• [RECORDS FOR THIS EXERCISE]:
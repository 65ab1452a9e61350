//! The data model (§3): players, territories, cities, buildings, missiles,
//! satellites, and the hacking graph.
//!
//! Polymorphic entities (buildings, missiles) are tagged variants with a
//! shared common-field struct rather than an inheritance hierarchy, per
//! spec.md §9's design note. Subsystems dispatch on the tag.

use serde::{Deserialize, Serialize};

use crate::enums::{HackStatus, HackType, InterceptorStatus, MissileKind, SiloMode};
use crate::types::GeoPos;

/// A connected human or AI participant. Created on lobby join, destroyed
/// with the session (§3).
#[derive(Debug, Clone, Serialize, Deserialize)]
pub struct Player {
    pub id: String,
    pub name: String,
    pub territory_id: Option<String>,
    pub population_remaining: u64,
    pub population_lost: u64,
    pub enemy_kills: u32,
    pub score: i64,
    pub is_ai: bool,
    pub ready: bool,
}

impl Player {
    pub fn new(id: impl Into<String>, name: impl Into<String>, is_ai: bool) -> Self {
        Self {
            id: id.into(),
            name: name.into(),
            territory_id: None,
            population_remaining: 0,
            population_lost: 0,
            enemy_kills: 0,
            score: 0,
            is_ai,
            ready: is_ai,
        }
    }

    pub fn is_alive(&self) -> bool {
        self.population_remaining > 0
    }
}

/// Static catalog entry plus a mutable owner, set when a player selects it.
#[derive(Debug, Clone, Serialize, Deserialize)]
pub struct Territory {
    pub id: String,
    pub name: String,
    pub boundary_polygon: Vec<GeoPos>,
    pub city_ids: Vec<String>,
    pub starting_positions: Vec<GeoPos>,
    pub owner_id: Option<String>,
}

/// A populated place within a territory.
#[derive(Debug, Clone, Serialize, Deserialize)]
pub struct City {
    pub id: String,
    pub territory_id: String,
    pub geo_position: GeoPos,
    pub population: u64,
    pub max_population: u64,
    pub destroyed: bool,
}

impl City {
    /// Apply a population loss, flooring at zero and flagging destruction.
    pub fn apply_losses(&mut self, amount: u64) -> u64 {
        let actual = amount.min(self.population);
        self.population -= actual;
        if self.population == 0 {
            self.destroyed = true;
        }
        actual
    }
}

/// Fields shared by every building variant (§3).
#[derive(Debug, Clone, Serialize, Deserialize)]
pub struct BuildingCommon {
    pub id: String,
    pub owner_id: String,
    pub position: GeoPos,
    pub destroyed: bool,
}

/// A player-owned structure. Placement is only permitted at DEFCON 5 (§3).
#[derive(Debug, Clone, Serialize, Deserialize)]
#[serde(tag = "type")]
pub enum Building {
    Silo {
        common: BuildingCommon,
        mode: SiloMode,
        missile_ammo: u32,
        interceptor_ammo: u32,
        last_fire_time_ms: u64,
    },
    Radar {
        common: BuildingCommon,
        range_km: f64,
        active: bool,
    },
    Airfield {
        common: BuildingCommon,
        fighter_ammo: u32,
        bomber_ammo: u32,
    },
    SatelliteFacility {
        common: BuildingCommon,
        satellite_stock: u32,
        launch_cooldown_ms: u64,
        last_launch_time_ms: u64,
    },
}

impl Building {
    pub fn common(&self) -> &BuildingCommon {
        match self {
            Building::Silo { common, .. }
            | Building::Radar { common, .. }
            | Building::Airfield { common, .. }
            | Building::SatelliteFacility { common, .. } => common,
        }
    }

    pub fn common_mut(&mut self) -> &mut BuildingCommon {
        match self {
            Building::Silo { common, .. }
            | Building::Radar { common, .. }
            | Building::Airfield { common, .. }
            | Building::SatelliteFacility { common, .. } => common,
        }
    }

    pub fn id(&self) -> &str {
        &self.common().id
    }

    pub fn owner_id(&self) -> &str {
        &self.common().owner_id
    }

    pub fn destroyed(&self) -> bool {
        self.common().destroyed
    }

    /// Kind name used for display/debug (not the wire tag, which serde emits directly).
    pub fn kind_name(&self) -> &'static str {
        match self {
            Building::Silo { .. } => "silo",
            Building::Radar { .. } => "radar",
            Building::Airfield { .. } => "airfield",
            Building::SatelliteFacility { .. } => "satellite_facility",
        }
    }
}

/// Fields shared by every missile variant (§3).
#[derive(Debug, Clone, Serialize, Deserialize)]
pub struct MissileCommon {
    pub id: String,
    pub owner_id: String,
    pub kind: MissileKind,
    pub launch_geo: GeoPos,
    pub target_geo: GeoPos,
    pub current_geo: GeoPos,
    pub launch_tick: u64,
    pub flight_duration_ms: u64,
    pub apex_altitude_m: f64,
    pub progress: f64,
    pub intercepted: bool,
    pub detonated: bool,
}

/// What a launched interceptor, or an intercept-feasibility query, is aimed
/// at: an in-flight ICBM, or a satellite once it's in orbit (§4.6).
#[derive(Debug, Clone, Serialize, Deserialize, PartialEq, Eq)]
#[serde(tag = "kind", rename_all = "snake_case")]
pub enum InterceptTarget {
    Missile { id: String },
    Satellite { id: String },
}

impl InterceptTarget {
    pub fn id(&self) -> &str {
        match self {
            InterceptTarget::Missile { id } | InterceptTarget::Satellite { id } => id,
        }
    }
}

/// A ballistic weapon in flight.
#[derive(Debug, Clone, Serialize, Deserialize)]
#[serde(tag = "type")]
pub enum Missile {
    Icbm {
        common: MissileCommon,
        source_silo_id: String,
    },
    Interceptor {
        common: MissileCommon,
        source_silo_id: String,
        target: InterceptTarget,
        rail_start_geo: GeoPos,
        rail_end_geo: GeoPos,
        rail_end_altitude_m: f64,
        fuel_seconds: f64,
        tracking_radar_ids: Vec<String>,
        has_guidance: bool,
        status: InterceptorStatus,
        miss_behavior: Option<String>,
        /// Ticks elapsed since guidance was last confirmed (drives the grace period).
        ticks_without_guidance: u32,
        /// Ticks elapsed since entering the post-miss coast (§4.5).
        coast_ticks: u32,
    },
}

impl Missile {
    pub fn common(&self) -> &MissileCommon {
        match self {
            Missile::Icbm { common, .. } | Missile::Interceptor { common, .. } => common,
        }
    }

    pub fn common_mut(&mut self) -> &mut MissileCommon {
        match self {
            Missile::Icbm { common, .. } | Missile::Interceptor { common, .. } => common,
        }
    }

    pub fn id(&self) -> &str {
        &self.common().id
    }

    pub fn owner_id(&self) -> &str {
        &self.common().owner_id
    }

    /// Whether this missile should be removed at the end of the current tick (§3 invariant).
    pub fn is_resolved(&self) -> bool {
        let c = self.common();
        c.intercepted || c.detonated
    }
}

/// A satellite launched from a `SatelliteFacility`. Persists unless destroyed.
#[derive(Debug, Clone, Serialize, Deserialize)]
pub struct Satellite {
    pub id: String,
    pub owner_id: String,
    pub source_facility_id: String,
    pub launch_epoch_ms: u64,
    pub orbital_period_ms: u64,
    pub orbital_altitude_km: f64,
    pub inclination_deg: f64,
    pub starting_longitude_deg: f64,
    pub destroyed: bool,
    pub health: f64,
    /// Derived each tick; cached here so the delta builder can diff cheaply.
    pub progress: f64,
    pub ground_position: GeoPos,
}

/// A node in the static hacking network graph (data centre or cable landing).
#[derive(Debug, Clone, Serialize, Deserialize)]
pub struct HackingNode {
    pub id: String,
    pub position: GeoPos,
    pub owner_id: Option<String>,
    pub up: bool,
}

/// A bidirectional link between two hacking nodes.
#[derive(Debug, Clone, Serialize, Deserialize)]
pub struct HackingConnection {
    pub node_a: String,
    pub node_b: String,
    pub up: bool,
}

/// An active or resolved hacking attempt against a building.
#[derive(Debug, Clone, Serialize, Deserialize)]
pub struct HackingTrace {
    pub id: String,
    pub attacker_player_id: String,
    pub target_building_id: String,
    pub hack_type: HackType,
    pub progress: f64,
    pub trace_progress: f64,
    pub status: HackStatus,
    pub route_node_ids: Vec<String>,
    /// When the compromise effect (if completed) expires, in session timestamp ms.
    pub compromise_expires_at_ms: Option<u64>,
}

• [WHAT THE TASK REQUIRES]: Provide the number of lines above that include the string "InterceptorStatus", with no other words.

• [SOLUTION FOR THIS PROBLEM]: 2